The other day I was watching some youtube videos featuring ‘unmarried actresses’ – Sushmita Sen, Tabu – these were some of my favourites on the list. It was a thoughtless video. Just a topic for gossip, in which there were birth dates to calculate their exact age, their love affairs, and lots of other things.
Journalism itself has become a show business. Intellectualism or responsibility has been left far behind. Nobody involved in making that video gave a thought to “Why so? Why aren’t they married?”
Let’s just give it a thought.
Reasons can be anything, right from 1) their choice not to get married 2) broken family upbringing leading to committment phobia 3) a need for personal freedom
But mostly I think it was a case of ‘no suitable match’. No matter what other people feel, I think that is so true! A common man today finds himself unequal to deal with a strong ,independent, opinionated woman. Madhuri Dixit has said in an interview that “it was difficult for me to find a match in India… people were crazy…”
Upbringing of a man is done in a way that he always wants to be superior.

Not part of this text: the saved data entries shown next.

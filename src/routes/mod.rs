// SPDX-License-Identifier: MIT

//! HTTP route handlers.

pub mod account;
pub mod auth;
pub mod categories;
pub mod cities;
pub mod nearby;
pub mod places;
pub mod plans;

use crate::middleware::auth::{optional_auth, require_auth};
use crate::AppState;
use axum::http::{header, Method};
use axum::{middleware, routing::get, Json, Router};
use serde::Serialize;
use std::sync::Arc;
use tower_http::cors::CorsLayer;
use tower_http::trace::{DefaultMakeSpan, DefaultOnResponse, TraceLayer};
use tracing::Level;

#[derive(Serialize)]
pub struct HealthResponse {
    pub status: String,
    pub build_id: String,
}

/// Health check response
async fn health_check() -> Json<HealthResponse> {
    let build_id = option_env!("BUILD_ID").unwrap_or("unknown").to_string();
    Json(HealthResponse {
        status: "ok".to_string(),
        build_id,
    })
}

/// Build the complete router with all routes.
pub fn create_router(state: Arc<AppState>) -> Router {
    // CORS layer - allow requests from frontend URL and localhost (for dev)
    let frontend_url = state.config.frontend_url.clone();
    let cors = CorsLayer::new()
        .allow_origin(tower_http::cors::AllowOrigin::predicate(
            move |origin: &axum::http::HeaderValue, _request_parts: &axum::http::request::Parts| {
                let origin_str = origin.to_str().unwrap_or("");
                origin_str == frontend_url
                    || origin_str.starts_with("http://localhost")
                    || origin_str.starts_with("http://127.0.0.1")
            },
        ))
        .allow_credentials(true)
        .allow_methods([
            Method::GET,
            Method::POST,
            Method::PUT,
            Method::DELETE,
            Method::OPTIONS,
        ])
        .allow_headers([header::CONTENT_TYPE, header::AUTHORIZATION, header::ACCEPT]);

    // Browse routes personalize bookmark flags when a token is present but
    // never require one.
    let browse_routes = Router::new()
        .merge(plans::routes())
        .merge(categories::routes())
        .merge(cities::routes())
        .merge(nearby::routes())
        .route_layer(middleware::from_fn_with_state(state.clone(), optional_auth));

    // Public routes (no auth required)
    let public_routes = Router::new()
        .route("/health", get(health_check))
        .merge(auth::routes())
        .merge(places::routes())
        .merge(browse_routes);

    // Protected routes (auth required)
    let protected_routes = account::routes()
        .route_layer(middleware::from_fn_with_state(state.clone(), require_auth));

    Router::new()
        .merge(public_routes)
        .nest("/account", protected_routes)
        .layer(middleware::from_fn(
            crate::middleware::security::add_security_headers,
        ))
        .layer(cors)
        .layer(
            TraceLayer::new_for_http()
                .make_span_with(DefaultMakeSpan::new().level(Level::INFO))
                .on_response(DefaultOnResponse::new().level(Level::INFO)),
        )
        .with_state(state)
}
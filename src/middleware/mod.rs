// SPDX-License-Identifier: MIT

//! Middleware modules (authentication, security, etc.).

pub mod auth;
pub mod security;

pub use auth::{optional_auth, require_auth, Identity};
impl ProviderPlace {
    pub fn from_value(value: &serde_json::Value) -> Result<Self> {
        serde_json::from_value(value.clone())
            .map_err(|e| AppError::MapsApi(format!("Unexpected place payload: {}", e)))
    }

    fn address_component(&self, kind: &str) -> String {
        self.address_components
            .iter()
            .find(|c| c.types.iter().any(|t| t == kind))
            .map(|c| c.long_text.clone())
            .unwrap_or_default()
    }

    /// First photo reference, if any.
    pub fn first_photo(&self) -> Option<&str> {
        self.photos
            .first()
            .map(|p| p.name.as_str())
            .filter(|n| !n.is_empty())
    }

    fn latlng_coords(&self) -> Vec<f64> {
        self.location
            .map(|l| vec![l.latitude, l.longitude])
            .unwrap_or_default()
    }

    /// Pure extraction of the normalized place record. The image URL is
    /// attached separately after the photo upload.
    pub fn normalize(&self, place_id: &str) -> Place {
        let summary = self
            .editorial_summary
            .as_ref()
            .map(|s| s.text.clone())
            .filter(|t| !t.is_empty())
            .or_else(|| {
                self.generative_summary
                    .as_ref()
                    .map(|s| s.overview.text.clone())
            })
            .unwrap_or_default();

        let address = if !self.short_formatted_address.is_empty() {
            self.short_formatted_address.clone()
        } else {
            self.formatted_address.clone()
        };

        let links = self.google_maps_links.clone().unwrap_or_default();
        let now = Utc::now();

        Place {
            id: None,
            place_id: place_id.to_string(),
            name: self.display_name.text.clone(),
            state: self.address_component("administrative_area_level_1"),
            country: self.address_component("country"),
            image_url: String::new(),
            address,
            location: GeoPoint::from_coords(&self.latlng_coords()),
            category: self.primary_type.clone(),
            icon_url: self.icon_mask_base_uri.clone(),
            icon_background: self.icon_background_color.clone(),
            summary,
            review_summary: self
                .review_summary
                .as_ref()
                .map(|s| s.text.text.clone())
                .unwrap_or_default(),
            rating: self.rating,
            user_rating_count: self.user_rating_count,
            directions_uri: links.directions_uri,
            place_uri: links.place_uri,
            created_at: now,
            updated_at: now,
        }
    }

    /// Pure extraction of the normalized city record.
    pub fn normalize_city(&self, place_id: &str) -> City {
        let now = Utc::now();
        City {
            id: None,
            place_id: place_id.to_string(),
            name: self.display_name.text.clone(),
            state: self.address_component("administrative_area_level_1"),
            country: self.address_component("country"),
            image_url: String::new(),
            location: Some(GeoPoint::from_coords(&self.latlng_coords())),
            viewport: self.viewport.map(|v| Viewport {
                low: vec![v.low.latitude, v.low.longitude],
                high: vec![v.high.latitude, v.high.longitude],
            }),
            plans: 0,
            created_at: now,
            updated_at: now,
        }
    }
}
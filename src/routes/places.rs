// SPDX-License-Identifier: MIT

//! Public place detail route.

use axum::{
    extract::{Path, State},
    routing::get,
    Json, Router,
};
use serde::Serialize;
use std::sync::Arc;

use crate::error::Result;
use crate::models::Place;
use crate::AppState;

pub fn routes() -> Router<Arc<AppState>> {
    Router::new().route("/places/{place_id}", get(get_place))
}

/// Enriched place as returned by the API.
#[derive(Debug, Serialize)]
pub struct PlaceResponse {
    pub id: String,
    pub place_id: String,
    pub name: String,
    pub state: String,
    pub country: String,
    pub image_url: String,
    pub address: String,
    /// `[latitude, longitude]`
    pub location: Vec<f64>,
    pub category: String,
    pub icon_url: String,
    pub icon_background: String,
    pub summary: String,
    pub review_summary: String,
    pub rating: f64,
    pub user_rating_count: u32,
    pub directions_uri: String,
    pub place_uri: String,
}

impl From<Place> for PlaceResponse {
    fn from(place: Place) -> Self {
        Self {
            id: place.id.map(|id| id.to_hex()).unwrap_or_default(),
            place_id: place.place_id,
            name: place.name,
            state: place.state,
            country: place.country,
            image_url: place.image_url,
            address: place.address,
            location: place.location.coords(),
            category: place.category,
            icon_url: place.icon_url,
            icon_background: place.icon_background,
            summary: place.summary,
            review_summary: place.review_summary,
            rating: place.rating,
            user_rating_count: place.user_rating_count,
            directions_uri: place.directions_uri,
            place_uri: place.place_uri,
        }
    }
}

/// Enriched place detail, served from the cache when the schema version
/// is current and from the provider otherwise.
async fn get_place(
    State(state): State<Arc<AppState>>,
    Path(place_id): Path<String>,
) -> Result<Json<PlaceResponse>> {
    let place = state.enricher.get_place(&place_id).await?;
    Ok(Json(place.into()))
}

Equality or even a sense of inferiority creates havoc in their minds. If a man is OK with it, then people around/media/male chauvinist minds in society start gossiping: “will the relationship survive?”
If women have survived and adjusted for centuries with strong men and their tempraments, why can’t the roles be reversed? Even if there aren’t role reversals, why not be cool with her success, be happy for her?
Coming back to Bollywood — May be it is very difficult for men in showbiz as their life is under constant public scrutiny and it is not everybody’s cup of tea to stand up to that pressure. But this is not only showbiz problem, it is everywhere.
I’m a superspecialist. People keep their mouths open when my husband answers to the question, “What does your wife do?” I have faced a situation where people around me have tried to convince me for a arranged marriage proposal by saying, “This is the best possible match you can get at this time” (as if time is running out). The same person later accepted that it wasn’t a suitable match for me but pressed on the matter as I might not have got another match so soon, given my educational level…
Great, na?
Today I see many wonderful girls around me who are stable mentally and financially, with appropriate education and enjoying their life. I have witnessed the discussion of the WORRIED MEN around – “see it is difficult for them to get married now.” They cite age and higher education as the reasons.
I feel: “please give me a break…”
They make it sound as if it is the girl’s problem that she got highly educated and allowed herself to remain unmarried beyond a certain age! Nonsense!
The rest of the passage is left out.